Courtesy of Mish.
Reader Jason pinged me with a MarketWatch article Will China Drop Gold Next? by writer Craig Stephen.
Stephen notes that for the first time, Chinese demand topped 1,000 tonnes, reaching 1,176 tonnes after a 41% year-on-year gain, not including central-bank buying and that “investors have done well in the past with a simple strategy of buying what China was buying.“
Stephen also cautioned about a “worrying explanation” that “a big chunk of China’s gold demand is the spectacular growth in China’s shadow banking, for which that the government is now trying to apply the brakes.”

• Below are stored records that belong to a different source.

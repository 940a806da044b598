//! Configuration management for the intermediary.
//!
//! This module handles loading, merging and validation of the configuration
//! file, and its conversion into the [`ServerConfig`] the server consumes.
//! Files are JSON unless their extension is `.toml`.

use crate::cli::CliArgs;
use engine_server::{AuthConfig, EngineConfig, EngineFamily, ServerConfig, TlsConfig};
use move_intelligence::IntelligenceSettings;
use serde::{Deserialize, Serialize};
use std::net::{SocketAddr, ToSocketAddrs};
use std::path::{Path, PathBuf};
use thiserror::Error;
use tracing::info;

/// Errors raised while loading or validating the configuration.
#[derive(Error, Debug)]
pub enum ConfigError {
    #[error("I/O error on {path}: {source}")]
    Io {
        path: PathBuf,
        #[source]
        source: std::io::Error,
    },

    #[error("Invalid JSON configuration: {0}")]
    Json(#[from] serde_json::Error),

    #[error("Invalid TOML configuration: {0}")]
    TomlRead(#[from] toml::de::Error),

    #[error("Could not serialize TOML configuration: {0}")]
    TomlWrite(#[from] toml::ser::Error),

    #[error("{0}")]
    Validation(String),
}

/// Serialization format of a configuration file.
#[derive(Debug, Clone, Copy, PartialEq, Eq)]
pub enum ConfigFormat {
    Json,
    Toml,
}

impl ConfigFormat {
    /// Picks the format from the file extension.
    pub fn for_path(path: &Path) -> Self {
        match path.extension().and_then(|ext| ext.to_str()) {
            Some(ext) if ext.eq_ignore_ascii_case("toml") => ConfigFormat::Toml,
            _ => ConfigFormat::Json,
        }
    }
}

/// Logging configuration settings.
#[derive(Debug, Clone, Serialize, Deserialize)]
#[serde(default)]
pub struct LoggingSettings {
    /// Log level (trace, debug, info, warn, error)
    pub level: String,
    /// Whether to use JSON format for logs
    pub json_format: bool,
}

impl Default for LoggingSettings {
    fn default() -> Self {
        Self {
            level: "info".to_string(),
            json_format: false,
        }
    }
}

/// Application configuration loaded from the configuration file.
///
/// Empty strings stand for "not set" wherever a path or key is optional, so
/// hand-written files can leave a field blank instead of removing it.
#[derive(Debug, Clone, Serialize, Deserialize)]
#[serde(default)]
pub struct AppConfig {
    /// Listen address, `host:port`
    pub address: String,
    pub tls: bool,
    pub cert_file: String,
    pub key_file: String,

    pub auth_write: bool,
    pub auth_read: bool,
    pub localhost_bypass: bool,
    /// Generated at startup when empty
    pub pass_key: String,
    pub enforce_engine_lock: bool,

    pub engine_path: String,
    pub family: EngineFamily,
    /// Raw commands sent after the family's option list
    pub uci_args: Vec<String>,
    pub multipv: u32,
    pub threads: u32,
    /// Hash table size in MB
    pub hash: u32,
    pub handshake_timeout_ms: u64,

    pub weights_file: String,
    pub weights_dir: String,
    pub backend: String,
    pub maia_rating: u32,
    pub personality_file: String,
    pub personalities_dir: String,
    pub tablesbase_dir: String,

    pub intelligence_enabled: bool,
    pub intelligence_settings: IntelligenceSettings,

    pub logging: LoggingSettings,
}

impl Default for AppConfig {
    fn default() -> Self {
        let engine = EngineConfig::default();
        let auth = AuthConfig::default();

        Self {
            address: "127.0.0.1:8080".to_string(),
            tls: false,
            cert_file: String::new(),
            key_file: String::new(),
            auth_write: auth.auth_write,
            auth_read: auth.auth_read,
            localhost_bypass: auth.localhost_bypass,
            pass_key: String::new(),
            enforce_engine_lock: true,
            engine_path: engine.path.to_string_lossy().into_owned(),
            family: engine.family,
            uci_args: Vec::new(),
            multipv: engine.multipv,
            threads: engine.threads,
            hash: engine.hash_mb,
            handshake_timeout_ms: engine.handshake_timeout_ms,
            weights_file: String::new(),
            weights_dir: engine.weights_dir.to_string_lossy().into_owned(),
            backend: engine.backend,
            maia_rating: engine.maia_rating,
            personality_file: String::new(),
            personalities_dir: engine.personalities_dir.to_string_lossy().into_owned(),
            tablesbase_dir: String::new(),
            intelligence_enabled: false,
            intelligence_settings: IntelligenceSettings::default(),
            logging: LoggingSettings::default(),
        }
    }
}

fn non_empty_path(value: &str) -> Option<PathBuf> {
    let trimmed = value.trim();
    (!trimmed.is_empty()).then(|| PathBuf::from(trimmed))
}

fn path_string(path: PathBuf) -> String {
    path.to_string_lossy().into_owned()
}

impl AppConfig {
    /// Loads configuration from a JSON or TOML file.
    ///
    /// If the file doesn't exist, creates a default configuration file at the
    /// specified path and returns the default configuration.
    ///
    /// # Arguments
    ///
    /// * `path` - Path to the configuration file
    ///
    /// # Returns
    ///
    /// The loaded or default configuration, or an error if loading/creation failed.
    pub async fn load_from_file(path: &Path) -> Result<Self, ConfigError> {
        let io_error = |source| ConfigError::Io {
            path: path.to_path_buf(),
            source,
        };

        if path.exists() {
            let content = tokio::fs::read_to_string(path).await.map_err(io_error)?;
            Self::from_str_with_format(&content, ConfigFormat::for_path(path))
        } else {
            let default_config = AppConfig::default();
            let content = default_config.to_string_with_format(ConfigFormat::for_path(path))?;
            tokio::fs::write(path, content).await.map_err(io_error)?;
            info!("Created default configuration file: {}", path.display());
            Ok(default_config)
        }
    }

    /// Parses configuration text; missing fields take their defaults.
    pub fn from_str_with_format(content: &str, format: ConfigFormat) -> Result<Self, ConfigError> {
        Ok(match format {
            ConfigFormat::Json => serde_json::from_str(content)?,
            ConfigFormat::Toml => toml::from_str(content)?,
        })
    }

    pub fn to_string_with_format(&self, format: ConfigFormat) -> Result<String, ConfigError> {
        Ok(match format {
            ConfigFormat::Json => serde_json::to_string_pretty(self)?,
            ConfigFormat::Toml => toml::to_string_pretty(self)?,
        })
    }

    /// Applies command-line overrides. Flags always win over file values.
    pub fn apply_cli_overrides(&mut self, args: &CliArgs) {
        if let Some(address) = &args.bind_address {
            self.address = address.clone();
        }
        if let Some(tls) = args.tls {
            self.tls = tls;
        }
        if let Some(cert) = &args.cert_file {
            self.cert_file = path_string(cert.clone());
        }
        if let Some(key) = &args.key_file {
            self.key_file = path_string(key.clone());
        }
        if let Some(engine) = &args.engine_path {
            self.engine_path = path_string(engine.clone());
        }
        if let Some(family) = args.family {
            self.family = family;
        }
        if let Some(auth_write) = args.auth_write {
            self.auth_write = auth_write;
        }
        if let Some(auth_read) = args.auth_read {
            self.auth_read = auth_read;
        }
        if let Some(bypass) = args.localhost_bypass {
            self.localhost_bypass = bypass;
        }
        if let Some(enforce) = args.enforce_engine_lock {
            self.enforce_engine_lock = enforce;
        }
        if let Some(multipv) = args.multipv {
            self.multipv = multipv;
        }
        if let Some(threads) = args.threads {
            self.threads = threads;
        }
        if let Some(hash) = args.hash {
            self.hash = hash;
        }
        if let Some(intelligence) = args.intelligence {
            self.intelligence_enabled = intelligence;
        }
        if let Some(uci_args) = &args.uci_args {
            self.uci_args = uci_args.clone();
        }
        if let Some(level) = args.effective_log_level() {
            self.logging.level = level;
        }
        if args.json_logs {
            self.logging.json_format = true;
        }
    }

    /// Resolves the listen address. Host names such as `localhost` are
    /// looked up and the first address wins.
    pub fn resolve_address(&self) -> Result<SocketAddr, ConfigError> {
        if let Ok(addr) = self.address.parse::<SocketAddr>() {
            return Ok(addr);
        }
        self.address
            .to_socket_addrs()
            .ok()
            .and_then(|mut addrs| addrs.next())
            .ok_or_else(|| ConfigError::Validation(format!("Invalid listen address: {}", self.address)))
    }

    /// Validates the configuration for consistency and correctness.
    ///
    /// # Returns
    ///
    /// `Ok(())` if the configuration is valid, or an error describing the issue.
    pub fn validate(&self) -> Result<(), ConfigError> {
        self.resolve_address()?;

        if self.tls && (self.cert_file.trim().is_empty() || self.key_file.trim().is_empty()) {
            return Err(ConfigError::Validation(
                "TLS enabled but cert/key files not specified".to_string(),
            ));
        }

        if self.engine_path.trim().is_empty() {
            return Err(ConfigError::Validation("Engine path cannot be empty".to_string()));
        }

        if self.multipv == 0 {
            return Err(ConfigError::Validation("multipv must be at least 1".to_string()));
        }

        if self.threads == 0 {
            return Err(ConfigError::Validation("threads must be at least 1".to_string()));
        }

        if self.handshake_timeout_ms == 0 {
            return Err(ConfigError::Validation(
                "handshake_timeout_ms must be greater than 0".to_string(),
            ));
        }

        self.intelligence_settings
            .validate()
            .map_err(|e| ConfigError::Validation(format!("intelligence_settings: {e}")))?;

        let valid_levels = ["trace", "debug", "info", "warn", "error"];
        if !valid_levels.contains(&self.logging.level.as_str()) {
            return Err(ConfigError::Validation(format!(
                "Invalid log level: {}. Must be one of: {valid_levels:?}",
                &self.logging.level
            )));
        }

        Ok(())
    }

    /// Converts the application configuration into a server configuration.
    ///
    /// # Returns
    ///
    /// A `ServerConfig` ready for [`engine_server::create_server_with_config`].
    pub fn to_server_config(&self) -> Result<ServerConfig, ConfigError> {
        let pass_key = self.pass_key.trim();
        let mut intelligence = self.intelligence_settings.clone();
        intelligence.enabled = self.intelligence_enabled;

        Ok(ServerConfig {
            bind_address: self.resolve_address()?,
            auth: AuthConfig {
                pass_key: (!pass_key.is_empty()).then(|| pass_key.to_string()),
                auth_write: self.auth_write,
                auth_read: self.auth_read,
                localhost_bypass: self.localhost_bypass,
                ..AuthConfig::default()
            },
            tls: TlsConfig {
                enabled: self.tls,
                cert_path: non_empty_path(&self.cert_file),
                key_path: non_empty_path(&self.key_file),
            },
            engine: EngineConfig {
                family: self.family,
                path: PathBuf::from(self.engine_path.trim()),
                multipv: self.multipv,
                threads: self.threads,
                hash_mb: self.hash,
                init_commands: self.uci_args.clone(),
                weights_file: non_empty_path(&self.weights_file),
                weights_dir: PathBuf::from(&self.weights_dir),
                personality_file: non_empty_path(&self.personality_file),
                personalities_dir: PathBuf::from(&self.personalities_dir),
                tablebase_dir: non_empty_path(&self.tablesbase_dir),
                backend: self.backend.clone(),
                maia_rating: self.maia_rating,
                handshake_timeout_ms: self.handshake_timeout_ms,
            },
            intelligence,
            enforce_engine_lock: self.enforce_engine_lock,
            ..ServerConfig::default()
        })
    }
}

If so, Stephen claims that “raises the possibility of a gold crunch, depending on how the People’s Bank of China flushes out the yuan carry trade by orchestrating a weakening in the Chinese currency.“
Does the Story Make Any Sense?
Reader Jason wonders “if the story makes any sense.”
The answer is “Yes” and “No”.
Given what happened with copper, no one should be surprised if shadow banking operations in China used gold for the same purpose. But does that mean or imply a “possibility of a gold crunch“?
For that, the answer is no.
Shadow Banking Demand Story a Big “So What?”
Here are comments from Pater Tenebrarum at Acting Man, via email
This story is a big ‘so what’? …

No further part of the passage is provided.